Matt London: My ideal zombie refuge is a mansion filled with food, hot showers, heavy artillery, and a serum that cures zombification. I mean seriously…isn’t that everybody’s?

Jamie Lackey: I’d be happiest with a fully stocked fallout shelter. The only issue is making sure that no one you lock in with you is infected. It frightens me how many people make that mistake.

Sean Bieri: My grandparents have a cabin in the woods up in northern Michigan that’d be great. Secluded, backs onto a steep hill (so only one entrance to watch), and it’s on the edge of a deep lake I could row out onto if worse came to worst.

Catherine MacLeod: A luxury penthouse. Stock it with food and weapons, lock the elevator, put the generator on the balcony.

Seanan McGuire (aka Mira Grant): Anyplace that I can get to absolutely first. Because seriously, if you don’t lock down, and lock down fast, any reasonable “hide and wait for it to blow over” spot is going to be rapidly overrun by people looking to stay alive. I’m cool with that and all, but once I have declared myself Queen of the Costco, you can wait it out in the parking lot.

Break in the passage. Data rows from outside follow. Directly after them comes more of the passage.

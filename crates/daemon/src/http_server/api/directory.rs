use axum::extract::rejection::JsonRejection;
use axum::extract::State;
use axum::response::{IntoResponse, Response};
use axum::Json;
use reqwest::{Client, RequestBuilder, Url};
use serde::{Deserialize, Serialize};

use common::error::StoreError;

use super::error::{rejection_response, store_error_response};
use crate::auth::Authenticated;
use crate::http_server::api::client::ApiRequest;
use crate::ServiceState;

#[derive(Debug, Clone, Serialize, Deserialize, clap::Args)]
pub struct CreateDirectoryRequest {
    /// Name of the new directory
    pub name: String,

    /// Existing directory to create it under (defaults to the root)
    #[serde(default, skip_serializing_if = "Option::is_none")]
    #[arg(long)]
    pub parent: Option<String>,
}

#[derive(Debug, Clone, Serialize, Deserialize)]
pub struct CreateDirectoryResponse {
    pub path: String,
}

pub async fn handler(
    _auth: Authenticated,
    State(state): State<ServiceState>,
    request: Result<Json<CreateDirectoryRequest>, JsonRejection>,
) -> Result<impl IntoResponse, DirectoryError> {
    let Json(request) = request?;
    let parent = request
        .parent
        .as_deref()
        .map(|p| p.trim_matches('/'))
        .filter(|p| !p.is_empty());
    let path = state.store().create_directory(parent, &request.name).await?;

    Ok(Json(CreateDirectoryResponse { path }))
}

#[derive(Debug, thiserror::Error)]
pub enum DirectoryError {
    #[error("invalid request: {0}")]
    Rejected(#[from] JsonRejection),
    #[error(transparent)]
    Store(#[from] StoreError),
}

impl IntoResponse for DirectoryError {
    fn into_response(self) -> Response {
        match self {
            DirectoryError::Rejected(e) => rejection_response(e.body_text()),
            DirectoryError::Store(e) => store_error_response(&e),
        }
    }
}

impl ApiRequest for CreateDirectoryRequest {
    type Response = CreateDirectoryResponse;

    fn build_request(self, base_url: &Url, client: &Client) -> RequestBuilder {
        let full_url = base_url.join("/directory").unwrap();
        client.post(full_url).json(&self)
    }
}
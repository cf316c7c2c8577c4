use axum::extract::rejection::QueryRejection;
use axum::extract::{Query, State};
use axum::response::{IntoResponse, Response};
use axum::Json;
use reqwest::{Client, RequestBuilder, Url};
use serde::{Deserialize, Serialize};

use common::directory::Entry;
use common::error::StoreError;

use super::error::{rejection_response, store_error_response};
use crate::auth::Authenticated;
use crate::http_server::api::client::ApiRequest;
use crate::ServiceState;

#[derive(Debug, Clone, Default, Serialize, Deserialize, clap::Args)]
pub struct ListFilesRequest {
    /// Directory to list (defaults to the root)
    #[serde(default, skip_serializing_if = "Option::is_none")]
    #[arg(long)]
    pub dir: Option<String>,
}

pub async fn handler(
    _auth: Authenticated,
    State(state): State<ServiceState>,
    request: Result<Query<ListFilesRequest>, QueryRejection>,
) -> Result<impl IntoResponse, ListFilesError> {
    let Query(request) = request?;
    let entries = state.store().list_entries(request.dir.as_deref()).await?;
    Ok(Json(entries))
}

#[derive(Debug, thiserror::Error)]
pub enum ListFilesError {
    #[error("invalid request: {0}")]
    Rejected(#[from] QueryRejection),
    #[error(transparent)]
    Store(#[from] StoreError),
}

impl IntoResponse for ListFilesError {
    fn into_response(self) -> Response {
        match self {
            ListFilesError::Rejected(e) => rejection_response(e.body_text()),
            ListFilesError::Store(e) => store_error_response(&e),
        }
    }
}

impl ApiRequest for ListFilesRequest {
    type Response = Vec<Entry>;

    fn build_request(self, base_url: &Url, client: &Client) -> RequestBuilder {
        let full_url = base_url.join("/files").unwrap();
        client.get(full_url).query(&self)
    }
}
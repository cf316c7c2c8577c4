use std::path::PathBuf;

use clap::Args;

use depot_daemon::state::{AppConfig, AppState, StateError};

#[derive(Args, Debug, Clone)]
pub struct Init {
    /// Port for the API HTTP server
    #[arg(long)]
    pub api_port: Option<u16>,

    /// Storage root (defaults to <config dir>/storage)
    #[arg(long)]
    pub storage_root: Option<PathBuf>,

    /// Prefix for URLs returned by uploads (e.g. https://files.example.com)
    #[arg(long)]
    pub public_url: Option<String>,

    /// Bearer token required by the authenticated routes
    #[arg(long)]
    pub api_token: Option<String>,
}

#[derive(Debug, thiserror::Error)]
pub enum InitError {
    #[error("state error: {0}")]
    State(#[from] StateError),
}

#[async_trait::async_trait]
impl crate::cli::op::Op for Init {
    type Error = InitError;
    type Output = String;

    async fn execute(&self, ctx: &crate::cli::op::OpContext) -> Result<Self::Output, Self::Error> {
        let defaults = AppConfig::default();
        let config = AppConfig {
            api_port: self.api_port.unwrap_or(defaults.api_port),
            storage_root: self.storage_root.clone(),
            public_url: self.public_url.clone(),
            api_token: self.api_token.clone(),
            ..defaults
        };

        let state = AppState::init(ctx.config_path.clone(), Some(config))?;

        let mut lines = vec![
            format!("Initialized depot at {}", state.depot_dir.display()),
            format!("  config:       {}", state.config_path.display()),
            format!("  storage root: {}", state.storage_root.display()),
            format!("  api_port:     {}", state.config.api_port),
        ];
        if state.config.api_token.is_none() {
            lines.push("  warning: no api_token set, authenticated routes are open".to_string());
        }
        Ok(lines.join("\n"))
    }
}
use std::path::PathBuf;

use clap::Args;

use depot_daemon::state::AppState;
use depot_daemon::{spawn_service, ServiceConfig};

#[derive(Args, Debug, Clone)]
pub struct Daemon {
    /// Override API server port (default from config)
    #[arg(long)]
    pub api_port: Option<u16>,

    /// Directory for log files (logs to stdout only if not set)
    #[arg(long)]
    pub log_dir: Option<PathBuf>,

    /// Log level for stdout and file logs (RUST_LOG still takes precedence)
    #[arg(long, default_value_t = tracing::Level::INFO)]
    pub log_level: tracing::Level,
}

#[derive(Debug, thiserror::Error)]
pub enum DaemonError {
    #[error("state error: {0}")]
    StateError(#[from] depot_daemon::state::StateError),
}

#[async_trait::async_trait]
impl crate::cli::op::Op for Daemon {
    type Error = DaemonError;
    type Output = String;

    async fn execute(&self, ctx: &crate::cli::op::OpContext) -> Result<Self::Output, Self::Error> {
        // Load state from config path (or default ~/.depot)
        let state = AppState::load(ctx.config_path.clone())?;

        let mut config = ServiceConfig::from_app_state(&state);
        if let Some(api_port) = self.api_port {
            config.api_port = api_port;
        }
        config.log_level = self.log_level;
        config.log_dir = self.log_dir.clone();

        spawn_service(&config).await;
        Ok("daemon ended".to_string())
    }
}
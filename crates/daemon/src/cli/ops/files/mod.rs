use clap::{Args, Subcommand};

pub mod info;
pub mod ls;
pub mod mkdir;
pub mod put;
pub mod rm;

use crate::cli::op::Op;
use depot_daemon::http_server::api::delete::DeleteRequest;
use depot_daemon::http_server::api::directory::CreateDirectoryRequest;
use depot_daemon::http_server::api::file::FileInfoRequest;
use depot_daemon::http_server::api::files::ListFilesRequest;

crate::command_enum! {
    (Ls, ListFilesRequest),
    (Info, FileInfoRequest),
    (Mkdir, CreateDirectoryRequest),
    (Rm, DeleteRequest),
    (Put, put::Put),
}

pub type FilesCommand = Command;

#[derive(Args, Debug, Clone)]
pub struct Files {
    #[command(subcommand)]
    pub command: FilesCommand,
}

#[async_trait::async_trait]
impl Op for Files {
    type Error = OpError;
    type Output = OpOutput;

    async fn execute(&self, ctx: &crate::cli::op::OpContext) -> Result<Self::Output, Self::Error> {
        self.command.execute(ctx).await
    }
}
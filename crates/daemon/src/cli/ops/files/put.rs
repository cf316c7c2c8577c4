use std::path::PathBuf;

use clap::Args;

use common::category::Category;
use depot_daemon::http_server::api::client::ApiError;
use depot_daemon::http_server::api::upload::UploadFileRequest;

#[derive(Args, Debug, Clone)]
pub struct Put {
    /// Local file to upload
    pub file: PathBuf,

    /// Category directory to store into (wins over --namespace)
    #[arg(long)]
    pub category: Option<Category>,

    /// Namespace directory to store into
    #[arg(long)]
    pub namespace: Option<String>,

    /// Name to upload as (defaults to the local file name)
    #[arg(long)]
    pub name: Option<String>,
}

#[derive(Debug, thiserror::Error)]
pub enum PutError {
    #[error("API error: {0}")]
    Api(#[from] ApiError),
    #[error("failed to read {path}: {source}")]
    Read {
        path: PathBuf,
        source: std::io::Error,
    },
    #[error("cannot derive a file name from {0}, pass --name")]
    NoFileName(PathBuf),
}

#[async_trait::async_trait]
impl crate::cli::op::Op for Put {
    type Error = PutError;
    type Output = String;

    async fn execute(&self, ctx: &crate::cli::op::OpContext) -> Result<Self::Output, Self::Error> {
        let filename = match &self.name {
            Some(name) => name.clone(),
            None => self
                .file
                .file_name()
                .map(|name| name.to_string_lossy().into_owned())
                .ok_or_else(|| PutError::NoFileName(self.file.clone()))?,
        };
        let data = tokio::fs::read(&self.file)
            .await
            .map_err(|source| PutError::Read {
                path: self.file.clone(),
                source,
            })?;
        let mime_type = mime_guess::from_path(&self.file)
            .first_raw()
            .map(str::to_string);

        let request = UploadFileRequest {
            filename,
            data,
            mime_type,
            category: self.category,
            namespace: self.namespace.clone(),
        };

        let mut client = ctx.client.clone();
        let response = client.call(request).await?;

        let mut lines = vec![
            format!("Uploaded {} ({} bytes)", response.filename, response.size),
            format!("  category: {}", response.category),
        ];
        if let Some(namespace) = response.namespace {
            lines.push(format!("  namespace: {}", namespace));
        }
        lines.push(format!("  url: {}", response.url));
        Ok(lines.join("\n"))
    }
}
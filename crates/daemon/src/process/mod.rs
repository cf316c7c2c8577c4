pub mod utils;

use std::time::Duration;

use tokio::sync::watch;
use tokio::task::JoinHandle;
use tokio::time::timeout;
use tracing_appender::non_blocking::WorkerGuard;
use tracing_subscriber::layer::SubscriberExt;
use tracing_subscriber::util::SubscriberInitExt;
use tracing_subscriber::{EnvFilter, Layer};

use crate::http_server;
use crate::{ServiceConfig, ServiceState};

const FINAL_SHUTDOWN_TIMEOUT: Duration = Duration::from_secs(30);

const LOG_FILE_NAME: &str = "depot.log";

/// Exit code when the service state cannot be built.
const EXIT_STATE_SETUP: i32 = 3;
/// Exit code when tasks outlive the final shutdown timeout.
const EXIT_SHUTDOWN_TIMEOUT: i32 = 4;

/// Handle for gracefully shutting down the daemon service.
pub struct ShutdownHandle {
    graceful_waiter: JoinHandle<()>,
    server: JoinHandle<()>,
    shutdown_tx: watch::Sender<()>,
}

impl ShutdownHandle {
    /// Block until the service shuts down (via signal or explicit shutdown).
    pub async fn wait(self) {
        let _ = self.graceful_waiter.await;

        if timeout(FINAL_SHUTDOWN_TIMEOUT, self.server).await.is_err() {
            tracing::error!(
                timeout_secs = FINAL_SHUTDOWN_TIMEOUT.as_secs(),
                "server did not shut down in time"
            );
            std::process::exit(EXIT_SHUTDOWN_TIMEOUT);
        }
        tracing::info!("shutdown complete");
    }

    /// Trigger shutdown programmatically.
    pub fn shutdown(&self) {
        let _ = self.shutdown_tx.send(());
    }
}

fn env_filter(service_config: &ServiceConfig) -> EnvFilter {
    EnvFilter::builder()
        .with_default_directive(service_config.log_level.into())
        .from_env_lossy()
}

/// Install the stdout layer and, with a log directory, a daily-rolling file
/// layer. The returned guards flush the writers when dropped.
fn init_logging(service_config: &ServiceConfig) -> Vec<WorkerGuard> {
    use tracing_subscriber::fmt::format::FmtSpan;

    let mut guards = Vec::new();

    let (stdout_writer, stdout_guard) = tracing_appender::non_blocking(std::io::stdout());
    guards.push(stdout_guard);
    let stdout_layer = tracing_subscriber::fmt::layer()
        .compact()
        .with_writer(stdout_writer)
        .with_filter(env_filter(service_config));

    let file_layer = service_config.log_dir.as_ref().and_then(|log_dir| {
        if let Err(e) = std::fs::create_dir_all(log_dir) {
            eprintln!("Warning: failed to create log directory {:?}: {}", log_dir, e);
            return None;
        }
        let file_appender = tracing_appender::rolling::daily(log_dir, LOG_FILE_NAME);
        let (file_writer, file_guard) = tracing_appender::non_blocking(file_appender);
        guards.push(file_guard);

        Some(
            tracing_subscriber::fmt::layer()
                .with_writer(file_writer)
                .with_ansi(false)
                .with_span_events(FmtSpan::CLOSE)
                .with_filter(env_filter(service_config)),
        )
    });

    tracing_subscriber::registry()
        .with(stdout_layer)
        .with(file_layer)
        .init();

    utils::register_panic_logger();
    utils::report_build_info();

    guards
}

/// Create service state from config, exiting on error.
async fn create_state(service_config: &ServiceConfig) -> ServiceState {
    match ServiceState::from_config(service_config).await {
        Ok(state) => state,
        Err(e) => {
            tracing::error!(error = %e, "error creating service state");
            std::process::exit(EXIT_STATE_SETUP);
        }
    }
}

/// Create state and spawn the HTTP server, returning the state handle.
///
/// The returned `ShutdownHandle` must be kept alive; dropping it does not stop the service.
pub async fn start_service(service_config: &ServiceConfig) -> (ServiceState, ShutdownHandle) {
    let (graceful_waiter, shutdown_tx, shutdown_rx) = utils::graceful_shutdown_blocker();
    let state = create_state(service_config).await;

    let api_config = http_server::Config::on_port(service_config.api_port)
        .with_log_level(service_config.log_level);
    let api_state = state.clone();
    let server = tokio::spawn(async move {
        if let Err(e) = http_server::run_api(api_config, api_state, shutdown_rx).await {
            tracing::error!(error = %e, "API server error");
        }
    });

    tracing::info!(
        port = service_config.api_port,
        root = %service_config.storage_root.display(),
        "depot running"
    );

    let handle = ShutdownHandle {
        graceful_waiter,
        server,
        shutdown_tx,
    };
    (state, handle)
}

/// Run the daemon until a shutdown signal arrives. Used by the CLI binary.
pub async fn spawn_service(service_config: &ServiceConfig) {
    let _guards = init_logging(service_config);
    let (_, handle) = start_service(service_config).await;
    handle.wait().await;
}
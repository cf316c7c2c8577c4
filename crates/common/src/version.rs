use std::fmt;

use serde::Serialize;

/// Compile-time build metadata, populated by `build.rs`.
#[derive(Debug, Clone, Serialize)]
pub struct BuildInfo {
    pub version: &'static str,
    pub repo_version: &'static str,
    pub build_profile: &'static str,
    pub build_timestamp: &'static str,
    pub rust_version: &'static str,
    pub target: &'static str,
}

pub fn build_info() -> BuildInfo {
    BuildInfo {
        version: env!("CARGO_PKG_VERSION"),
        repo_version: env!("DEPOT_REPO_VERSION"),
        build_profile: env!("DEPOT_BUILD_PROFILE"),
        build_timestamp: env!("DEPOT_BUILD_TIMESTAMP"),
        rust_version: env!("DEPOT_RUST_VERSION"),
        target: env!("DEPOT_BUILD_TARGET"),
    }
}

impl fmt::Display for BuildInfo {
    fn fmt(&self, f: &mut fmt::Formatter<'_>) -> fmt::Result {
        write!(
            f,
            "depot {} ({}, {} build for {}, built {} with {})",
            self.version,
            self.repo_version,
            self.build_profile,
            self.target,
            self.build_timestamp,
            self.rust_version
        )
    }
}
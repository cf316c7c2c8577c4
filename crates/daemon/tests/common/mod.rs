//! Shared helpers for driving the HTTP router in-process
#![allow(dead_code)]

use std::sync::Arc;
use std::time::Duration;

use axum::body::Body;
use axum::Router;
use http::header::{AUTHORIZATION, CONTENT_TYPE};
use http::{Request, Response};
use tempfile::TempDir;
use tower::ServiceExt;

use common::store::{Store, StoreConfig};
use depot_daemon::auth::BearerToken;
use depot_daemon::rate_limit::RateLimiter;
use depot_daemon::service_state::UploadSettings;
use depot_daemon::{http_server, ServiceState};

pub const TOKEN: &str = "test-token";
const BOUNDARY: &str = "depot-test-boundary";

pub struct TestApp {
    pub router: Router,
    pub store: Store,
    _temp_dir: TempDir,
}

#[derive(Debug, Clone)]
pub struct Limits {
    pub max_upload_bytes: u64,
    pub max_avatar_bytes: u64,
    pub avatar_requests: usize,
}

impl Default for Limits {
    fn default() -> Self {
        Self {
            max_upload_bytes: 1024 * 1024,
            max_avatar_bytes: 64 * 1024,
            avatar_requests: 10,
        }
    }
}

/// Router over a fresh store, guarded by [`TOKEN`]
pub async fn setup_app() -> TestApp {
    setup_app_with(Limits::default()).await
}

pub async fn setup_app_with(limits: Limits) -> TestApp {
    let temp_dir = TempDir::new().unwrap();
    let store = Store::open(StoreConfig::new(temp_dir.path().join("storage")))
        .await
        .unwrap();

    let state = ServiceState::new(
        store.clone(),
        Arc::new(BearerToken::new(Some(TOKEN.to_string()))),
        RateLimiter::new(limits.avatar_requests, Duration::from_secs(60)),
        UploadSettings {
            max_upload_bytes: limits.max_upload_bytes,
            max_avatar_bytes: limits.max_avatar_bytes,
            avatar_namespace: "avatars".parse().unwrap(),
            public_url: None,
        },
    );

    TestApp {
        router: http_server::router(state),
        store,
        _temp_dir: temp_dir,
    }
}

impl TestApp {
    pub async fn send(&self, request: Request<Body>) -> Response<Body> {
        self.router.clone().oneshot(request).await.unwrap()
    }

    /// Write `data` straight into the storage root at `relative`
    pub fn put_file(&self, relative: &str, data: &[u8]) {
        let path = self.store.root().path().join(relative);
        std::fs::create_dir_all(path.parent().unwrap()).unwrap();
        std::fs::write(path, data).unwrap();
    }
}

pub fn bearer() -> String {
    format!("Bearer {}", TOKEN)
}

pub fn get(uri: &str) -> Request<Body> {
    Request::get(uri)
        .header(AUTHORIZATION, bearer())
        .body(Body::empty())
        .unwrap()
}

pub fn json_request(method: &str, uri: &str, body: serde_json::Value) -> Request<Body> {
    Request::builder()
        .method(method)
        .uri(uri)
        .header(AUTHORIZATION, bearer())
        .header(CONTENT_TYPE, "application/json")
        .body(Body::from(body.to_string()))
        .unwrap()
}

/// One multipart field: a text value, or a file with name and MIME type
pub enum Field<'a> {
    Text(&'a str, &'a str),
    File {
        filename: &'a str,
        mime_type: &'a str,
        data: &'a [u8],
    },
}

pub fn multipart_request(uri: &str, fields: &[Field<'_>]) -> Request<Body> {
    let mut body = Vec::new();
    for field in fields {
        body.extend_from_slice(format!("--{}\r\n", BOUNDARY).as_bytes());
        match field {
            Field::Text(name, value) => {
                body.extend_from_slice(
                    format!("Content-Disposition: form-data; name=\"{}\"\r\n\r\n", name)
                        .as_bytes(),
                );
                body.extend_from_slice(value.as_bytes());
            }
            Field::File {
                filename,
                mime_type,
                data,
            } => {
                body.extend_from_slice(
                    format!(
                        "Content-Disposition: form-data; name=\"file\"; filename=\"{}\"\r\n\
                         Content-Type: {}\r\n\r\n",
                        filename, mime_type
                    )
                    .as_bytes(),
                );
                body.extend_from_slice(data);
            }
        }
        body.extend_from_slice(b"\r\n");
    }
    body.extend_from_slice(format!("--{}--\r\n", BOUNDARY).as_bytes());

    Request::post(uri)
        .header(AUTHORIZATION, bearer())
        .header(
            CONTENT_TYPE,
            format!("multipart/form-data; boundary={}", BOUNDARY),
        )
        .body(Body::from(body))
        .unwrap()
}

pub async fn body_bytes(response: Response<Body>) -> Vec<u8> {
    axum::body::to_bytes(response.into_body(), usize::MAX)
        .await
        .unwrap()
        .to_vec()
}

pub async fn json_body(response: Response<Body>) -> serde_json::Value {
    serde_json::from_slice(&body_bytes(response).await).unwrap()
}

Dave Palumbo: I’d imagine the ideal would be a small island with a natural fresh water supply (like a pool or lake or stream). Remote, self-sustaining, and minimal zombie locals. If you have sailing skills, load up a boat and head out for open waters.

Julia Sevin: Can I have an island? I want an island. It has to be small enough that an effective zombie-sweep would be possible with whatever crew I had available, but large enough to have a healthy population of edible mammals and a freshwater supply adequate for my survivors. It needn’t be tropical, just sufficiently temperate for shitty ad-hoc dwellings and three-season agriculture. Yeah, this is a long-term thing.

Amelia Beamer: Anything surrounded by water: an island, or a boat. Unless zombies can swim. Then I’ll return to my original plan, which is to die immediately. I’d actually like to be Patient Zero, if possible.

Paula R. Stiles: I liked the Muslim West African compound I used from “Zombieville.” You’ve got your own well, fruit trees, high walls, chickens and goats…not a bad place to ride it out.

David Moody: I live right in the centre of the U.K., and that’s a good position to start from. As soon as the Zombiepocalypse begins, I’m packing up and heading for the coast—just a couple of hours drive in pretty much every direction from home. England is an odd-shaped little country with a surprisingly long coastline and I’ve got about fifteen places identified: lighthouses, islands, hidden stately homes…. The secret’s not so much where you go, it’s how visible you are. Stay quiet and out of sight and you can survive pretty much anywhere. I know, I know…I’ve thought about this too much!

Bridget McGovern will be doing her damndest to find the Batcave the minute the “Z” word hits the airwaves.